I'd have a look at the entry "The Energy Efficient House" -- its down this page a ways:
http://www.builditsolar.com/Projects/SolarHomes/guidesps.htm

This is an article by Richard Crume published in Solar Today -- it covers the techniques he used to minimize AC and heating use. I think its really well thought out, and it applies to southern climates (NC).

Gary


----------



## WisJim (Jan 14, 2004)

Insulation, shade and ventilation are cheaper in the long run than A/C systems.


----------



## Metcalf (Feb 15, 2007)

In a strongly insulated house and some insulated thermal mass on the floor you could use a ground loop geothermal exchange system to cool a house rather well off the grid. The only thing you would have to run would be a small DC pump to circulate the water. 

Basics. There are tubes laid in the concrete floor, then there are tubes laid outside deep enough in the ground to get a rather stable temp. Water is then circulated through the system. The ground is a rather constant at not more 50-60 degrees in most areas. This lets you cool your house for very little energy. Its not ideal...but it works rather well. 

Another important thing is being able to get the hot air out of your house when you need to. Attic fans, tall skinny windows that open at the top, etc....these all help get hot air out at night to get the temp down for the next day.


----------



## quietstar (Dec 11, 2002)

Mr.Metcalf..You don't provide your location, however I'm certain it is not in the hot,humid South. Your well meant suggestions will reduce the summer heat a bit at some cost, but do little to nothing about humidity. I'm shooting for reducing the required AC load so that smaller, High EER units will do the job well enough that ceiling fans may provide the required comfort level. Winter, however is a cakewalk using direct gain solar along with a small heatpump boost on extreme days...Glen


----------



## greg273 (Aug 5, 2003)

WisJim said:


> Insulation, shade and ventilation are cheaper in the long run than A/C systems.


 Especially if you live in Wisconsin.  Down here in the 'south', it gets warm. Real warm. At least the hottest month, August, is about done.
I just picked up the thread in Otherpower.com regarding 'ground temp cooling". I am leaning towards the water-filled variant, if I can figure out the neccesary amount of pipe to use.
Metcalf, have you built one of these systems?


----------



## Metcalf (Feb 15, 2007)

Sadly most of my knowledge has only been applied in the classroom. I have my BA in mechanical Engineering with an alternative energy focus. The technology is well proven. Most modern geothermal heat pumps use this technology for heating ( in reverse with a little compression ) and cooling.

This should get you started at least. If your going to install a system like this you might want to think about winter heating with it also. Most all of the expensive stuff is going to be installed already.

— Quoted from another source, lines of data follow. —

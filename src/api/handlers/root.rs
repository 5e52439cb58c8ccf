use axum::response::IntoResponse;

// axum handler for the root banner
pub async fn root() -> impl IntoResponse {
    crate::APP_USER_AGENT
}
//! OpenAPI document for the HTTP surface, served through Swagger UI at
//! `/docs`.

use utoipa::OpenApi;

use crate::api::handlers::{auth, contact, health, messages, settings};

#[derive(OpenApi)]
#[openapi(
    info(
        title = "vetrina",
        description = "Marketing site backend: contact form intake, site settings, and the admin moderation API."
    ),
    paths(
        health::health,
        contact::submit,
        settings::analytics,
        settings::get,
        settings::put,
        auth::login::login,
        auth::session::verify,
        auth::session::logout,
        auth::password::change_password,
        messages::list,
        messages::detail,
        messages::update,
    ),
    components(schemas(
        health::Health,
        contact::ContactRequest,
        contact::ContactResponse,
        settings::SettingValue,
        settings::PutRequest,
        auth::types::LoginRequest,
        auth::types::LoginResponse,
        auth::types::UserProfile,
        auth::types::VerifyResponse,
        auth::types::LogoutResponse,
        auth::types::ChangePasswordRequest,
        auth::types::OkResponse,
        auth::types::ErrorResponse,
        messages::Message,
        messages::Pagination,
        messages::InboxStats,
        messages::ListResponse,
        messages::UpdateRequest,
    )),
    tags(
        (name = "health", description = "Service health"),
        (name = "contact", description = "Public contact form"),
        (name = "settings", description = "Site settings key/value store"),
        (name = "auth", description = "Admin session management"),
        (name = "messages", description = "Admin contact message inbox")
    )
)]
pub struct ApiDoc;

#[cfg(test)]
mod tests {
    use super::*;

    #[test]
    fn openapi_has_all_routes() {
        let doc = ApiDoc::openapi();
        let paths = &doc.paths.paths;

        for path in [
            "/health",
            "/api/contact",
            "/api/settings/analytics",
            "/api/admin/login",
            "/api/admin/logout",
            "/api/admin/verify",
            "/api/admin/change-password",
            "/api/admin/messages",
            "/api/admin/messages/{id}",
            "/api/admin/settings",
        ] {
            assert!(paths.contains_key(path), "missing path: {path}");
        }
    }
}
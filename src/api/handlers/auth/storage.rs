//! Database helpers for accounts and sessions.

use anyhow::{Context, Result, anyhow};
use chrono::{DateTime, Utc};
use sqlx::{PgPool, Row};
use tracing::Instrument;

use super::utils::generate_session_id;

/// Account row as needed by the login handler.
pub(super) struct AccountRecord {
    pub(super) id: i64,
    pub(super) email: String,
    pub(super) name: String,
    pub(super) role: String,
    pub(super) password_hash: String,
}

/// Session row joined with its owning account. `expires_at` is returned even
/// for expired rows so the caller can distinguish "expired" from "not found".
pub(crate) struct SessionRow {
    pub(crate) account_id: i64,
    pub(crate) email: String,
    pub(crate) name: String,
    pub(crate) role: String,
    pub(crate) expires_at: DateTime<Utc>,
}

pub(super) async fn lookup_account(pool: &PgPool, email: &str) -> Result<Option<AccountRecord>> {
    // Emails are stored lowercase; callers normalize before lookup.
    let query = "SELECT id, email, name, role, password_hash FROM admin_accounts WHERE email = $1";
    let span = tracing::info_span!(
        "db.query",
        db.system = "postgresql",
        db.operation = "SELECT",
        db.statement = query
    );
    let row = sqlx::query(query)
        .bind(email)
        .fetch_optional(pool)
        .instrument(span)
        .await
        .context("failed to lookup account")?;

    Ok(row.map(|row| AccountRecord {
        id: row.get("id"),
        email: row.get("email"),
        name: row.get("name"),
        role: row.get("role"),
        password_hash: row.get("password_hash"),
    }))
}

pub(super) async fn lookup_password_hash(pool: &PgPool, account_id: i64) -> Result<Option<String>> {
    let query = "SELECT password_hash FROM admin_accounts WHERE id = $1";
    let span = tracing::info_span!(
        "db.query",
        db.system = "postgresql",
        db.operation = "SELECT",
        db.statement = query
    );
    let row = sqlx::query(query)
        .bind(account_id)
        .fetch_optional(pool)
        .instrument(span)
        .await
        .context("failed to lookup password hash")?;
    Ok(row.map(|row| row.get("password_hash")))
}

pub(super) async fn update_password_hash(
    pool: &PgPool,
    account_id: i64,
    password_hash: &str,
) -> Result<()> {
    let query = "UPDATE admin_accounts SET password_hash = $2 WHERE id = $1";
    let span = tracing::info_span!(
        "db.query",
        db.system = "postgresql",
        db.operation = "UPDATE",
        db.statement = query
    );
    sqlx::query(query)
        .bind(account_id)
        .bind(password_hash)
        .execute(pool)
        .instrument(span)
        .await
        .context("failed to update password hash")?;
    Ok(())
}

pub(super) async fn touch_last_login(pool: &PgPool, account_id: i64) -> Result<()> {
    let query = "UPDATE admin_accounts SET last_login = NOW() WHERE id = $1";
    let span = tracing::info_span!(
        "db.query",
        db.system = "postgresql",
        db.operation = "UPDATE",
        db.statement = query
    );
    sqlx::query(query)
        .bind(account_id)
        .execute(pool)
        .instrument(span)
        .await
        .context("failed to update last login")?;
    Ok(())
}

/// Mint a session: generate an identifier, persist it with the TTL, and
/// return it together with the absolute expiry.
pub(super) async fn insert_session(
    pool: &PgPool,
    account_id: i64,
    ttl_seconds: i64,
) -> Result<(String, DateTime<Utc>)> {
    let query = r"
        INSERT INTO sessions (id, account_id, expires_at)
        VALUES ($1, $2, NOW() + ($3 * INTERVAL '1 second'))
        RETURNING expires_at
    ";
    let span = tracing::info_span!(
        "db.query",
        db.system = "postgresql",
        db.operation = "INSERT",
        db.statement = query
    );

    // Identifier collisions are negligible at 256 bits, but the primary key
    // makes a duplicate insert fail loudly, so retry a couple of times.
    for _ in 0..3 {
        let session_id = generate_session_id()?;
        let result = sqlx::query(query)
            .bind(&session_id)
            .bind(account_id)
            .bind(ttl_seconds)
            .fetch_one(pool)
            .instrument(span.clone())
            .await;

        match result {
            Ok(row) => return Ok((session_id, row.get("expires_at"))),
            Err(err) if is_unique_violation(&err) => {}
            Err(err) => return Err(err).context("failed to insert session"),
        }
    }

    Err(anyhow!("failed to generate unique session identifier"))
}

pub(super) async fn lookup_session(
    pool: &PgPool,
    session_id: &str,
) -> Result<Option<SessionRow>> {
    // Expiry is checked by the caller, not in SQL, so expired rows are still
    // reported distinctly from missing ones.
    let query = r"
        SELECT sessions.account_id, sessions.expires_at,
               admin_accounts.email, admin_accounts.name, admin_accounts.role
        FROM sessions
        JOIN admin_accounts ON admin_accounts.id = sessions.account_id
        WHERE sessions.id = $1
        LIMIT 1
    ";
    let span = tracing::info_span!(
        "db.query",
        db.system = "postgresql",
        db.operation = "SELECT",
        db.statement = query
    );
    let row = sqlx::query(query)
        .bind(session_id)
        .fetch_optional(pool)
        .instrument(span)
        .await
        .context("failed to lookup session")?;

    Ok(row.map(|row| SessionRow {
        account_id: row.get("account_id"),
        email: row.get("email"),
        name: row.get("name"),
        role: row.get("role"),
        expires_at: row.get("expires_at"),
    }))
}

pub(super) async fn delete_session(pool: &PgPool, session_id: &str) -> Result<()> {
    // Logout is idempotent; it's fine if no rows are deleted.
    let query = "DELETE FROM sessions WHERE id = $1";
    let span = tracing::info_span!(
        "db.query",
        db.system = "postgresql",
        db.operation = "DELETE",
        db.statement = query
    );
    sqlx::query(query)
        .bind(session_id)
        .execute(pool)
        .instrument(span)
        .await
        .context("failed to delete session")?;
    Ok(())
}

pub(crate) fn is_unique_violation(err: &sqlx::Error) -> bool {
    match err {
        sqlx::Error::Database(db_err) => db_err.code().is_some_and(|code| code.as_ref() == "23505"),
        _ => false,
    }
}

http://en.wikipedia.org/wiki/Geothermal_heat_pump


----------



## Severian (Oct 22, 2006)

quietstar said:


> Mr.Metcalf..You don't provide your location, however I'm certain it is not in the hot,humid South. Your well meant suggestions will reduce the summer heat a bit at some cost, but do little to nothing about humidity. I'm shooting for reducing the required AC load so that smaller, High EER units will do the job well enough that ceiling fans may provide the required comfort level. Winter, however is a cakewalk using direct gain solar along with a small heatpump boost on extreme days...Glen



Actually, if the ground chilled water is piped through a finned coil, with a small fan to blow air across it, you will remove humidity from the room, just like a regular air conditioner, well more like a window unit. Some of the factories i've worked at, as an hvac mechanic, used big chilled water systems for all their cooling. Each zone, or room, has it's own "box" with a finned coil & a fan in it.
A small geo thermal system would work, but not sure how well on an off grid app.


----------



## Jim-mi (May 15, 2002)

Yup, . . . An off grid system would need to be kinda large ($$$$$) to handle those pumps that would be running almost constantly.


----------